Records from a dataset:
┌──
//! Thin async wrapper over the `git` CLI.

mod branch;

use std::sync::Arc;

use tracing::debug;

use crate::error::{BasekitError, Result};
use crate::exec::{CommandRunner, CommandSpec};

pub use branch::BranchManager;

#[derive(Clone)]
pub struct Git {
    runner: Arc<dyn CommandRunner>,
    remote: String,
}

impl Git {
    pub fn new(runner: Arc<dyn CommandRunner>, remote: impl Into<String>) -> Self {
        Self {
            runner,
            remote: remote.into(),
        }
    }

    pub fn remote(&self) -> &str {
        &self.remote
    }

    fn spec(args: &[&str]) -> CommandSpec {
        CommandSpec::new("git").args(args.iter().copied())
    }

    /// Run git and return trimmed stdout, failing on a non-zero exit.
    pub async fn run(&self, args: &[&str]) -> Result<String> {
        Ok(self.runner.run(&Self::spec(args)).await?.stdout_text())
    }

    /// Run git and report whether it exited successfully.
    pub async fn check(&self, args: &[&str]) -> Result<bool> {
        self.runner.succeeds(&Self::spec(args)).await
    }

    pub async fn current_branch(&self) -> Result<String> {
        self.run(&["rev-parse", "--abbrev-ref", "HEAD"]).await
    }

    pub async fn is_clean(&self) -> Result<bool> {
        Ok(self.run(&["status", "--porcelain"]).await?.is_empty())
    }

    pub async fn local_branch_exists(&self, name: &str) -> Result<bool> {
        let reference = format!("refs/heads/{name}");
        self.check(&["show-ref", "--verify", "--quiet", &reference])
            .await
    }

    pub async fn remote_branch_exists(&self, name: &str) -> Result<bool> {
        let spec = Self::spec(&["ls-remote", "--exit-code", "--heads", self.remote.as_str(), name]);
        let output = self.runner.output(&spec).await?;
        // ls-remote exits 2 when the remote answered but had no matching ref.
        match output.code {
            Some(0) => Ok(true),
            Some(2) => Ok(false),
            code => Err(BasekitError::CommandFailed {
                command: spec.display(),
                code,
                stderr: output.stderr_text(),
            }),
        }
    }

    pub async fn remote_url(&self) -> Result<String> {
        self.run(&["remote", "get-url", self.remote.as_str()]).await
    }

    /// Files changed on `HEAD` since it diverged from `base`.
    pub async fn changed_files(&self, base: &str) -> Result<Vec<String>> {
        let range = format!("{base}...HEAD");
        Ok(lines(&self.run(&["diff", "--name-only", &range]).await?))
    }

    /// One-line summaries of commits on `HEAD` that are not on `base`.
    pub async fn commits_since(&self, base: &str) -> Result<Vec<String>> {
        let range = format!("{base}..HEAD");
        Ok(lines(&self.run(&["log", &range, "--oneline"]).await?))
    }

    /// `(ahead, behind)` of `HEAD` relative to `base`.
    pub async fn ahead_behind(&self, base: &str) -> Result<(u32, u32)> {
        let range = format!("{base}...HEAD");
        let counts = self
            .run(&["rev-list", "--left-right", "--count", &range])
            .await?;
        let mut parts = counts.split_whitespace().map(|n| n.parse::<u32>().unwrap_or(0));
        let behind = parts.next().unwrap_or(0);
        let ahead = parts.next().unwrap_or(0);
        Ok((ahead, behind))
    }

    pub async fn local_branches(&self) -> Result<Vec<String>> {
        let out = self
            .run(&["for-each-ref", "--format=%(refname:short)", "refs/heads"])
            .await?;
        Ok(lines(&out))
    }

    pub async fn checkout(&self, name: &str) -> Result<()> {
        self.run(&["checkout", name]).await.map(drop)
    }

    pub async fn push_upstream(&self, branch: &str) -> Result<()> {
        self.run(&["push", "-u", self.remote.as_str(), branch]).await.map(drop)
    }

    /// Stage everything and commit. Returns the new commit id, or `None`
    /// when there was nothing to commit.
    pub async fn commit_all(&self, message: &str) -> Result<Option<String>> {
        self.run(&["add", "-A"]).await?;
        if self.run(&["diff", "--cached", "--name-only"]).await?.is_empty() {
            debug!("nothing staged, skipping commit");
            return Ok(None);
        }
        self.run(&["commit", "-m", message]).await?;
        Ok(Some(self.run(&["rev-parse", "HEAD"]).await?))
    }
}

fn lines(text: &str) -> Vec<String> {
    text.lines()
        .map(str::trim)
        .filter(|l| !l.is_empty())
        .map(str::to_string)
        .collect()
}
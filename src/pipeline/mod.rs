//! The issue-solving pipeline.
//!
//! A run walks a fixed sequence of stages, each consuming and enriching one
//! [`IssueContext`]:
//!
//! ```text
//! START → ANALYZED → BRANCHED → IMPLEMENTED → TESTED → COMMITTED → PR_CREATED → DONE
//! ```
//!
//! Any stage error aborts the run with no rollback, so a failure after
//! BRANCHED leaves the branch behind. Failing tests are the one exception:
//! they are reported as a warning and the commit still happens.

pub mod implement;

use std::fmt;
use std::sync::Arc;

use tracing::{info, warn};

use crate::config::Settings;
use crate::error::{BasekitError, Result};
use crate::exec::{CommandRunner, CommandSpec, require_tools};
use crate::git::{BranchManager, Git};
use crate::github::GitHubCli;
use crate::issue::AnalysisRecord;
use crate::issue::analyzer::{IssueAnalyzer, analyze_issue};
use crate::pr::{PrCreator, PrOverrides, pr_title};

use implement::{Implementation, Implementer};

#[derive(Debug, Clone, Copy, PartialEq, Eq, PartialOrd, Ord)]
pub enum Stage {
    Start,
    Analyzed,
    Branched,
    Implemented,
    Tested,
    Committed,
    PrCreated,
    Done,
}

impl Stage {
    pub fn next(self) -> Option<Stage> {
        match self {
            Stage::Start => Some(Stage::Analyzed),
            Stage::Analyzed => Some(Stage::Branched),
            Stage::Branched => Some(Stage::Implemented),
            Stage::Implemented => Some(Stage::Tested),
            Stage::Tested => Some(Stage::Committed),
            Stage::Committed => Some(Stage::PrCreated),
            Stage::PrCreated => Some(Stage::Done),
            Stage::Done => None,
        }
    }
}

impl fmt::Display for Stage {
    fn fmt(&self, f: &mut fmt::Formatter<'_>) -> fmt::Result {
        let name = match self {
            Stage::Start => "START",
            Stage::Analyzed => "ANALYZED",
            Stage::Branched => "BRANCHED",
            Stage::Implemented => "IMPLEMENTED",
            Stage::Tested => "TESTED",
            Stage::Committed => "COMMITTED",
            Stage::PrCreated => "PR_CREATED",
            Stage::Done => "DONE",
        };
        f.write_str(name)
    }
}

#[derive(Debug, Clone, Copy, Default, PartialEq, Eq)]
pub struct PipelineOptions {
    pub dry_run: bool,
    pub skip_tests: bool,
    pub no_pr: bool,
}

/// How a stage finished. Errors abort the run instead.
#[derive(Debug, Clone, PartialEq, Eq)]
pub enum StageOutcome {
    Completed,
    Skipped(String),
    Warning(String),
    /// Dry run: the side effect that would have happened.
    WouldRun(String),
}

impl fmt::Display for StageOutcome {
    fn fmt(&self, f: &mut fmt::Formatter<'_>) -> fmt::Result {
        match self {
            StageOutcome::Completed => f.write_str("done"),
            StageOutcome::Skipped(why) => write!(f, "skipped ({why})"),
            StageOutcome::Warning(what) => write!(f, "warning: {what}"),
            StageOutcome::WouldRun(what) => write!(f, "dry run: would {what}"),
        }
    }
}

/// State handed from stage to stage.
#[derive(Debug, Clone, Default)]
pub struct IssueContext {
    pub issue: u64,
    pub analysis: Option<AnalysisRecord>,
    pub branch: Option<String>,
    pub implementation: Option<Implementation>,
    pub tests_passed: Option<bool>,
    pub commit: Option<String>,
    pub pr_url: Option<String>,
}

impl IssueContext {
    pub fn new(issue: u64) -> Self {
        Self {
            issue,
            ..Default::default()
        }
    }

    fn record(&self, settings: &Settings) -> Result<&AnalysisRecord> {
        self.analysis.as_ref().ok_or_else(|| BasekitError::AnalysisMissing {
            issue: self.issue,
            path: settings.analysis_path(self.issue),
        })
    }
}

#[derive(Debug, Clone)]
pub struct PipelineReport {
    pub context: IssueContext,
    pub stages: Vec<(Stage, StageOutcome)>,
}

impl PipelineReport {
    pub fn reached(&self) -> Stage {
        self.stages.last().map_or(Stage::Start, |(stage, _)| *stage)
    }
}

impl fmt::Display for PipelineReport {
    fn fmt(&self, f: &mut fmt::Formatter<'_>) -> fmt::Result {
        writeln!(f, "Issue #{}", self.context.issue)?;
        for (stage, outcome) in &self.stages {
            writeln!(f, "  {stage:<12} {outcome}")?;
        }
        if let Some(branch) = &self.context.branch {
            writeln!(f, "Branch: {branch}")?;
        }
        if let Some(commit) = &self.context.commit {
            writeln!(f, "Commit: {commit}")?;
        }
        if let Some(url) = &self.context.pr_url {
            writeln!(f, "Pull request: {url}")?;
        }
        Ok(())
    }
}

pub struct Orchestrator {
    runner: Arc<dyn CommandRunner>,
    settings: Settings,
    options: PipelineOptions,
    implementer: Arc<dyn Implementer>,
    git: Git,
}

impl Orchestrator {
    pub fn new(
        runner: Arc<dyn CommandRunner>,
        settings: Settings,
        options: PipelineOptions,
        implementer: Arc<dyn Implementer>,
    ) -> Self {
        let git = Git::new(runner.clone(), settings.remote.clone());
        Self {
            runner,
            settings,
            options,
            implementer,
            git,
        }
    }

    fn github(&self) -> GitHubCli {
        GitHubCli::new(self.runner.clone())
    }

    fn branches(&self) -> BranchManager {
        BranchManager::new(self.git.clone(), self.settings.main_branch.clone())
    }

    pub async fn run(&self, issue: u64) -> Result<PipelineReport> {
        self.preflight().await?;

        let mut context = IssueContext::new(issue);
        let mut stages = Vec::new();
        let mut stage = Stage::Start;
        while let Some(next) = stage.next() {
            let outcome = self.enter(next, &mut context).await?;
            match &outcome {
                StageOutcome::Warning(what) => warn!(stage = %next, "{what}"),
                other => info!(stage = %next, "{other}"),
            }
            stages.push((next, outcome));
            stage = next;
        }

        Ok(PipelineReport { context, stages })
    }

    async fn preflight(&self) -> Result<()> {
        require_tools(self.runner.as_ref(), &["git", "gh"]).await?;
        self.git.run(&["rev-parse", "--is-inside-work-tree"]).await?;
        if !self.options.dry_run {
            self.github().ensure_auth().await?;
        }
        Ok(())
    }

    async fn enter(&self, stage: Stage, context: &mut IssueContext) -> Result<StageOutcome> {
        match stage {
            Stage::Analyzed => self.analyze(context).await,
            Stage::Branched => self.branch(context).await,
            Stage::Implemented => self.implement(context).await,
            Stage::Tested => self.test(context).await,
            Stage::Committed => self.commit(context).await,
            Stage::PrCreated => self.open_pr(context).await,
            Stage::Start | Stage::Done => Ok(StageOutcome::Completed),
        }
    }

    async fn analyze(&self, context: &mut IssueContext) -> Result<StageOutcome> {
        let analyzer = IssueAnalyzer::new(
            self.github(),
            self.git.clone(),
            self.settings.github_repo.clone(),
        );
        let issue = analyzer.fetch(context.issue).await?;
        let record = analyze_issue(&issue);
        let path = self.settings.analysis_path(context.issue);

        let outcome = if self.options.dry_run {
            StageOutcome::WouldRun(format!("write analysis to {}", path.display()))
        } else {
            // Hand-off for a later standalone `pr-creator` run.
            record.save(&path)?;
            if issue.is_closed() {
                StageOutcome::Warning(format!("issue #{} is already closed", context.issue))
            } else {
                StageOutcome::Completed
            }
        };
        context.analysis = Some(record);
        Ok(outcome)
    }

    async fn branch(&self, context: &mut IssueContext) -> Result<StageOutcome> {
        let name = context.record(&self.settings)?.branch_name.clone();
        let branches = self.branches();

        let outcome = if self.options.dry_run {
            branches.ensure_available(&name).await?;
            StageOutcome::WouldRun(format!("create and push branch {name}"))
        } else {
            branches.create(&name).await?;
            StageOutcome::Completed
        };
        context.branch = Some(name);
        Ok(outcome)
    }

    async fn implement(&self, context: &mut IssueContext) -> Result<StageOutcome> {
        if self.options.dry_run {
            return Ok(StageOutcome::WouldRun(format!(
                "run {}",
                self.implementer.describe()
            )));
        }

        let record = context.record(&self.settings)?;
        let branch = context.branch.clone().unwrap_or_else(|| record.branch_name.clone());
        let implementation = self.implementer.implement(record, &branch).await?;
        let outcome = match &implementation {
            Implementation::Applied { .. } => StageOutcome::Completed,
            Implementation::NotConfigured => {
                StageOutcome::Warning("no implementer configured".to_string())
            }
        };
        context.implementation = Some(implementation);
        Ok(outcome)
    }

    async fn test(&self, context: &mut IssueContext) -> Result<StageOutcome> {
        if self.options.skip_tests {
            return Ok(StageOutcome::Skipped("--skip-tests".to_string()));
        }
        let Some(spec) = CommandSpec::from_command_line(&self.settings.test_cmd) else {
            return Ok(StageOutcome::Skipped("no test command configured".to_string()));
        };
        if self.options.dry_run {
            return Ok(StageOutcome::WouldRun(format!("run `{}`", spec.display())));
        }

        // Test failures never block the commit.
        let outcome = match self.runner.output(&spec).await {
            Ok(output) if output.success() => {
                context.tests_passed = Some(true);
                StageOutcome::Completed
            }
            Ok(output) => {
                context.tests_passed = Some(false);
                StageOutcome::Warning(format!(
                    "tests failed (exit code {:?}); continuing",
                    output.code
                ))
            }
            Err(e) => {
                context.tests_passed = Some(false);
                StageOutcome::Warning(format!("could not run tests: {e}; continuing"))
            }
        };
        Ok(outcome)
    }

    async fn commit(&self, context: &mut IssueContext) -> Result<StageOutcome> {
        let message = commit_message(context.record(&self.settings)?);
        if self.options.dry_run {
            let subject = message.lines().next().unwrap_or_default();
            return Ok(StageOutcome::WouldRun(format!("commit \"{subject}\"")));
        }

        match self.git.commit_all(&message).await? {
            Some(sha) => {
                self.git.run(&["push"]).await?;
                context.commit = Some(sha);
                Ok(StageOutcome::Completed)
            }
            None => Ok(StageOutcome::Warning("no changes to commit".to_string())),
        }
    }

    async fn open_pr(&self, context: &mut IssueContext) -> Result<StageOutcome> {
        if self.options.no_pr {
            return Ok(StageOutcome::Skipped("--no-pr".to_string()));
        }
        let record = context.record(&self.settings)?;
        if self.options.dry_run {
            return Ok(StageOutcome::WouldRun(format!(
                "open pull request \"{}\"",
                pr_title(record)
            )));
        }
        // The implementer may commit on its own, so an empty commit stage
        // only skips the PR when the branch has nothing over main.
        if context.commit.is_none()
            && self
                .git
                .commits_since(&self.settings.main_branch)
                .await?
                .is_empty()
        {
            return Ok(StageOutcome::Skipped("no commits to propose".to_string()));
        }

        let creator = PrCreator::new(
            self.git.clone(),
            self.github(),
            self.settings.main_branch.clone(),
            self.settings.github_repo.clone(),
        );
        let overrides = PrOverrides {
            branch: context.branch.clone(),
            ..Default::default()
        };
        let url = creator.create(record, overrides).await?;
        context.pr_url = Some(url);
        Ok(StageOutcome::Completed)
    }
}

/// `<type>: <title>` subject, requirements as bullets, closing reference.
pub fn commit_message(record: &AnalysisRecord) -> String {
    let mut message = format!("{}: {}\n", record.issue_type, record.title);
    if !record.requirements.is_empty() {
        message.push('\n');
        for requirement in &record.requirements {
            message.push_str(&format!("- {requirement}\n"));
        }
    }
    message.push_str(&format!("\nCloses #{}\n", record.number));
    message
}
└──
TASK DIRECTIONS: Wherever the word "reference" turns up in the records, copy out the line it is on.

TASK RESPONSE:
        let reference = format!("refs/heads/{name}");
        self.check(&["show-ref", "--verify", "--quiet", &reference])
/// `<type>: <title>` subject, requirements as bullets, closing reference.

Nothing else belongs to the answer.